There are many education pedagogies available to families today, and children are no longer restricted to just the mainstream classroom. Montessori is one method that has steadily grown in popularity since Dr Maria Montessori opened the first ‘Children’s House’ in 1907. Today, this child-centric learning model is recognised as one of the leading frameworks in education.
What are the five principles of Montessori education?
- Respect for the child. Respect is shown by not interrupting children’s concentration. Children have the freedom to make choices and to learn for themselves.
- The absorbent mind. Simply by living, children are continually learning from the world around them. Through their senses, children continually absorb information from their world. They make sense of their world because they are thinking beings.
- Sensitive periods. There are specific periods during which children are more ready to learn specific skills. These are known as sensitive periods, and last only as long as is necessary for the child to acquire the skills. Through observation, Montessori teachers must identify sensitive periods in their students and provide the resources for children to flourish during this time.
- The prepared environment. Children learn best in environments that enable them to do things for themselves. Always child-centred, the learning environment should promote freedom for children to explore materials of their choice.
- Auto education. Children are capable of educating themselves without external guidance.
What role does the Montessori teacher play?
A Montessori teacher is less like the traditional idea of a teacher that stands at the front of a classroom and instructs. Instead, they are seen as a gentle guide. They don’t consider it their job to give a child information, but rather to give the child the tools they need to find information for themselves.
Smeeta Vanmali, Montessori Advisor at Habitat Early Learning Centre, Peregian Springs, says the role of the teacher is to guide children in their learning, without inserting themselves too much in that natural learning process.
“Adults need to be a guide to the child. We’re all trained to step back and really observe what children are doing. The Montessori teacher is a facilitator not a leader. We try not to intervene or disrupt an engaged child,” Ms Vanmali says.
“We may demonstrate and model learning activities, but we provide freedom for the student to learn in their own way,” she says.
As Maria Montessori once said: “The greatest sign of success for a teacher…is to be able to say, ‘The children are now working as if I did not exist.”
What does a Montessori classroom look like?

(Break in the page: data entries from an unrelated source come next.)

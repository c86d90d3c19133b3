//! Bootstrap configuration loading
//!
//! Settings that must be known before the database opens live in a TOML
//! file. Resolution priority for each value:
//! 1. Command-line argument (applied by the binary)
//! 2. Environment variable (`MTDJ_*`)
//! 3. TOML config file
//! 4. Compiled default

use crate::crypto::TokenCipher;
use crate::{Error, Result};
use serde::{Deserialize, Serialize};
use std::path::{Path, PathBuf};

pub const DEFAULT_PORT: u16 = 8470;
pub const CONFIG_FILE_ENV: &str = "MTDJ_CONFIG";

/// Bootstrap configuration loaded from TOML
#[derive(Debug, Clone, Serialize, Deserialize)]
pub struct TomlConfig {
    /// Path to SQLite database file
    #[serde(default = "default_database_path")]
    pub database_path: PathBuf,

    #[serde(default = "default_bind_address")]
    pub bind_address: String,

    #[serde(default = "default_port")]
    pub port: u16,

    /// Number of background worker tasks
    #[serde(default = "default_worker_count")]
    pub worker_count: usize,

    /// Directory where converted playlist cover images wait for export
    #[serde(default = "default_image_upload_path")]
    pub image_upload_path: PathBuf,

    #[serde(default)]
    pub logging: LoggingConfig,

    #[serde(default)]
    pub provider: ProviderConfig,

    #[serde(default)]
    pub encryption: EncryptionConfig,
}

/// Logging configuration
#[derive(Debug, Clone, Serialize, Deserialize)]
pub struct LoggingConfig {
    /// Log level (trace, debug, info, warn, error)
    #[serde(default = "default_log_level")]
    pub level: String,
}

impl Default for LoggingConfig {
    fn default() -> Self {
        Self {
            level: default_log_level(),
        }
    }
}

/// Music provider (Spotify) application credentials and endpoints
#[derive(Debug, Clone, Serialize, Deserialize)]
pub struct ProviderConfig {
    #[serde(default)]
    pub client_id: String,
    #[serde(default)]
    pub client_secret: String,
    #[serde(default = "default_redirect_uri")]
    pub redirect_uri: String,
    #[serde(default = "default_api_url")]
    pub api_url: String,
    #[serde(default = "default_accounts_url")]
    pub accounts_url: String,
    #[serde(default = "default_request_timeout_secs")]
    pub request_timeout_secs: u64,
    #[serde(default = "default_connect_timeout_secs")]
    pub connect_timeout_secs: u64,
    #[serde(default = "default_max_top_artists")]
    pub max_top_artists: usize,
    #[serde(default = "default_auth_state_length")]
    pub auth_state_length: usize,
}

impl Default for ProviderConfig {
    fn default() -> Self {
        Self {
            client_id: String::new(),
            client_secret: String::new(),
            redirect_uri: default_redirect_uri(),
            api_url: default_api_url(),
            accounts_url: default_accounts_url(),
            request_timeout_secs: default_request_timeout_secs(),
            connect_timeout_secs: default_connect_timeout_secs(),
            max_top_artists: default_max_top_artists(),
            auth_state_length: default_auth_state_length(),
        }
    }
}

/// Token encryption key (base64 of 32 bytes)
#[derive(Debug, Clone, Default, Serialize, Deserialize)]
pub struct EncryptionConfig {
    #[serde(default)]
    pub key: Option<String>,
}

impl Default for TomlConfig {
    fn default() -> Self {
        Self {
            database_path: default_database_path(),
            bind_address: default_bind_address(),
            port: default_port(),
            worker_count: default_worker_count(),
            image_upload_path: default_image_upload_path(),
            logging: LoggingConfig::default(),
            provider: ProviderConfig::default(),
            encryption: EncryptionConfig::default(),
        }
    }
}

fn default_database_path() -> PathBuf {
    default_data_folder().join("moodytunes.db")
}

fn default_bind_address() -> String {
    "127.0.0.1".to_string()
}

fn default_port() -> u16 {
    DEFAULT_PORT
}

fn default_worker_count() -> usize {
    4
}

fn default_image_upload_path() -> PathBuf {
    std::env::temp_dir()
}

fn default_log_level() -> String {
    "info".to_string()
}

fn default_redirect_uri() -> String {
    "http://127.0.0.1:8470/spotify/callback".to_string()
}

fn default_api_url() -> String {
    "https://api.spotify.com/v1".to_string()
}

fn default_accounts_url() -> String {
    "https://accounts.spotify.com".to_string()
}

fn default_request_timeout_secs() -> u64 {
    30
}

fn default_connect_timeout_secs() -> u64 {
    10
}

fn default_max_top_artists() -> usize {
    50
}

fn default_auth_state_length() -> usize {
    48
}

impl TomlConfig {
    /// Load configuration: explicit path, then `MTDJ_CONFIG`, then the
    /// platform config file. A missing file yields compiled defaults.
    /// Environment overrides are applied last.
    pub fn load(explicit_path: Option<&Path>) -> Result<Self> {
        let path = explicit_path
            .map(Path::to_path_buf)
            .or_else(|| std::env::var(CONFIG_FILE_ENV).ok().map(PathBuf::from))
            .or_else(|| default_config_file().filter(|p| p.exists()));

        let mut config = match path {
            Some(path) => Self::from_file(&path)?,
            None => Self::default(),
        };
        config.apply_env_overrides()?;
        Ok(config)
    }

    /// Parse a TOML file; the file must exist
    pub fn from_file(path: &Path) -> Result<Self> {
        let content = std::fs::read_to_string(path).map_err(|e| {
            Error::Config(format!("Failed to read {}: {}", path.display(), e))
        })?;
        toml::from_str(&content)
            .map_err(|e| Error::Config(format!("Failed to parse {}: {}", path.display(), e)))
    }

    /// Overlay `MTDJ_*` environment variables
    pub fn apply_env_overrides(&mut self) -> Result<()> {
        if let Some(value) = env_value("MTDJ_DATABASE_PATH") {
            self.database_path = PathBuf::from(value);
        }
        if let Some(value) = env_value("MTDJ_BIND_ADDRESS") {
            self.bind_address = value;
        }
        if let Some(value) = env_value("MTDJ_PORT") {
            self.port = value
                .parse()
                .map_err(|_| Error::Config(format!("MTDJ_PORT is not a port: {}", value)))?;
        }
        if let Some(value) = env_value("MTDJ_WORKER_COUNT") {
            self.worker_count = value.parse().map_err(|_| {
                Error::Config(format!("MTDJ_WORKER_COUNT is not a number: {}", value))
            })?;
        }
        if let Some(value) = env_value("MTDJ_IMAGE_FILE_UPLOAD_PATH") {
            self.image_upload_path = PathBuf::from(value);
        }
        if let Some(value) = env_value("MTDJ_LOG_LEVEL") {
            self.logging.level = value;
        }
        if let Some(value) = env_value("MTDJ_SPOTIFY_CLIENT_ID") {
            self.provider.client_id = value;
        }
        if let Some(value) = env_value("MTDJ_SPOTIFY_SECRET_KEY") {
            self.provider.client_secret = value;
        }
        if let Some(value) = env_value("MTDJ_SPOTIFY_REDIRECT_URI") {
            self.provider.redirect_uri = value;
        }
        if let Some(value) = env_value("MTDJ_SPOTIFY_API_URL") {
            self.provider.api_url = value;
        }
        if let Some(value) = env_value("MTDJ_SPOTIFY_ACCOUNTS_URL") {
            self.provider.accounts_url = value;
        }
        if let Some(value) = env_value("MTDJ_ENCRYPTION_KEY") {
            self.encryption.key = Some(value);
        }
        Ok(())
    }

    /// Build the token cipher; the key is required
    pub fn token_cipher(&self) -> Result<TokenCipher> {
        let key = self.encryption.key.as_deref().ok_or_else(|| {
            Error::Config(
                "Encryption key not configured. Set MTDJ_ENCRYPTION_KEY or [encryption] key \
                 to the base64 encoding of 32 random bytes"
                    .to_string(),
            )
        })?;
        TokenCipher::from_base64(key)
    }

    pub fn listen_address(&self) -> String {
        format!("{}:{}", self.bind_address, self.port)
    }
}

fn env_value(name: &str) -> Option<String> {
    std::env::var(name).ok().filter(|v| !v.trim().is_empty())
}

/// Platform config file location (`~/.config/moodytunes/config.toml` on Linux)
fn default_config_file() -> Option<PathBuf> {
    dirs::config_dir().map(|d| d.join("moodytunes").join("config.toml"))
}

/// OS-dependent default data folder
fn default_data_folder() -> PathBuf {
    dirs::data_local_dir()
        .map(|d| d.join("moodytunes"))
        .unwrap_or_else(|| PathBuf::from("./moodytunes_data"))
}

Instead of presuming children of the same age develop and progress at the same rate, Montessori schools believe multi-age classrooms enable children to work more productively at their natural pace. Therefore, Montessori classrooms are typically set up in three-year age ranges.
“A Montessori teacher works constantly to create situations and experiences that allow children to be independent and to trust themselves as learners,” says Ms Vanmali.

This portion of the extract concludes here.